▼▼▼
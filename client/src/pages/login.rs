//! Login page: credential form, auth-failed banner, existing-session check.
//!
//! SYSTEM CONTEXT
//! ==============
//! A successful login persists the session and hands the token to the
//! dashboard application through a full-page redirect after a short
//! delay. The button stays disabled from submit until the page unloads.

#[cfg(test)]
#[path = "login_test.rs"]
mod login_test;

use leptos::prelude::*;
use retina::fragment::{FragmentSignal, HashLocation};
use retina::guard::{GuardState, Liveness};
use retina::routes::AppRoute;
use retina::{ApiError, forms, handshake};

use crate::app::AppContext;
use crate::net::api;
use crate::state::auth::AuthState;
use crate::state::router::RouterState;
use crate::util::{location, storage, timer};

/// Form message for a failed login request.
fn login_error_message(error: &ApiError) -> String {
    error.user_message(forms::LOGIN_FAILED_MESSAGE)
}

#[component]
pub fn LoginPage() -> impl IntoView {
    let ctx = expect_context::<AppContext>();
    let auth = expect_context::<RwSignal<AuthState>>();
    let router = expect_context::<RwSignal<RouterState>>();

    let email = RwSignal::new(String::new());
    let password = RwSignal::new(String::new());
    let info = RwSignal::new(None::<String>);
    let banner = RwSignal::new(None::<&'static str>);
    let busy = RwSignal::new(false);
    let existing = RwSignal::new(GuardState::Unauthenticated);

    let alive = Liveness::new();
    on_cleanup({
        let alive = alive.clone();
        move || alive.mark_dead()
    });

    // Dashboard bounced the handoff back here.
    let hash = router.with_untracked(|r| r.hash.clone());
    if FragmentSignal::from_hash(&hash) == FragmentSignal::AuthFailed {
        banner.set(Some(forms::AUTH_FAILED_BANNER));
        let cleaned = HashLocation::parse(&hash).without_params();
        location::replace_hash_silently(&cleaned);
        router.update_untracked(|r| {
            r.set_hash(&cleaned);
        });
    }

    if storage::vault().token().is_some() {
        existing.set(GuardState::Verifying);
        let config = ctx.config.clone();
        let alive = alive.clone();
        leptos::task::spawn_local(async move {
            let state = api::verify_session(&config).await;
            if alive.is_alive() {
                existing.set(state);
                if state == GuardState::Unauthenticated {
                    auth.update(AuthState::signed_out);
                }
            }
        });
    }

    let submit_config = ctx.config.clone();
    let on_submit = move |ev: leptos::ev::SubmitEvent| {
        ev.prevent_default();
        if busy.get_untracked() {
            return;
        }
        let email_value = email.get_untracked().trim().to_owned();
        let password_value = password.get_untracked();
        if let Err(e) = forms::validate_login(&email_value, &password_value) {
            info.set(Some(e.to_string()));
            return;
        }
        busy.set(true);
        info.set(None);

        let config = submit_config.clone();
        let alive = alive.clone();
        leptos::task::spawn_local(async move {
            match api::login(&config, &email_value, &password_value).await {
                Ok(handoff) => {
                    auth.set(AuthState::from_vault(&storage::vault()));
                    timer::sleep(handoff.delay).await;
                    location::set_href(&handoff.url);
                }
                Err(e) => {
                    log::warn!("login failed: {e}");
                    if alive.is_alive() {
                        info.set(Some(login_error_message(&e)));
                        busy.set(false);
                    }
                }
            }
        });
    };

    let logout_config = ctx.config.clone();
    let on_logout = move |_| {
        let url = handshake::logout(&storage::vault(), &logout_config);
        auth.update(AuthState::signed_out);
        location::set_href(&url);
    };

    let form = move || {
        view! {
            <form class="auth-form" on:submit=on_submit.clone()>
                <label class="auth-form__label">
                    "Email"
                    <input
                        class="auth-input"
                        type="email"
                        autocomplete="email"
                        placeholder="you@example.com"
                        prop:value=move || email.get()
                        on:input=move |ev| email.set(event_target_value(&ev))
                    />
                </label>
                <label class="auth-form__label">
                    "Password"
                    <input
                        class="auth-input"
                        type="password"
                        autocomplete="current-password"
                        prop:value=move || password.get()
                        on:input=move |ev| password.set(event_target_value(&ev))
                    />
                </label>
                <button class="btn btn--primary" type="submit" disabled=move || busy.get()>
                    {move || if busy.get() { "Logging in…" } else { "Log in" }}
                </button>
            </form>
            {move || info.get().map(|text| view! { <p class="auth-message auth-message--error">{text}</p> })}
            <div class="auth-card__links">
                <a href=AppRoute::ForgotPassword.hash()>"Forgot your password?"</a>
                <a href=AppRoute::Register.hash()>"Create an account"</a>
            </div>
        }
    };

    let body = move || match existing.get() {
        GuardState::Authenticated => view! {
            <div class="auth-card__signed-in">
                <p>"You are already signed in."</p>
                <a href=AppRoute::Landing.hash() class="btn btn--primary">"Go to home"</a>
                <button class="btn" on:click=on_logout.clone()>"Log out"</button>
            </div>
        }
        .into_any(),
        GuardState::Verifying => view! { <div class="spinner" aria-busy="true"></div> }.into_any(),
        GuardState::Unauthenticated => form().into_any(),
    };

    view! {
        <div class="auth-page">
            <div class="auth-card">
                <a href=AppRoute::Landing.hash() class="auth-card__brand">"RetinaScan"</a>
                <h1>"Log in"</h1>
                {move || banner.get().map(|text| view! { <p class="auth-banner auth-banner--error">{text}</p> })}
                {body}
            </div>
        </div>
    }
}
▲▲▲
▶ [Activity] Transcribe, with no changes, the listing above from its first line through the line with "let router = expect_context::<RwSignal<RouterState>>();", including that line, and stop once it is done.

▶ [Response area]
filename client/src/pages/login.rs
//! Login page: credential form, auth-failed banner, existing-session check.
//!
//! SYSTEM CONTEXT
//! ==============
//! A successful login persists the session and hands the token to the
//! dashboard application through a full-page redirect after a short
//! delay. The button stays disabled from submit until the page unloads.

#[cfg(test)]
#[path = "login_test.rs"]
mod login_test;

use leptos::prelude::*;
use retina::fragment::{FragmentSignal, HashLocation};
use retina::guard::{GuardState, Liveness};
use retina::routes::AppRoute;
use retina::{ApiError, forms, handshake};

use crate::app::AppContext;
use crate::net::api;
use crate::state::auth::AuthState;
use crate::state::router::RouterState;
use crate::util::{location, storage, timer};

/// Form message for a failed login request.
fn login_error_message(error: &ApiError) -> String {
    error.user_message(forms::LOGIN_FAILED_MESSAGE)
}

#[component]
pub fn LoginPage() -> impl IntoView {
    let ctx = expect_context::<AppContext>();
    let auth = expect_context::<RwSignal<AuthState>>();
    let router = expect_context::<RwSignal<RouterState>>();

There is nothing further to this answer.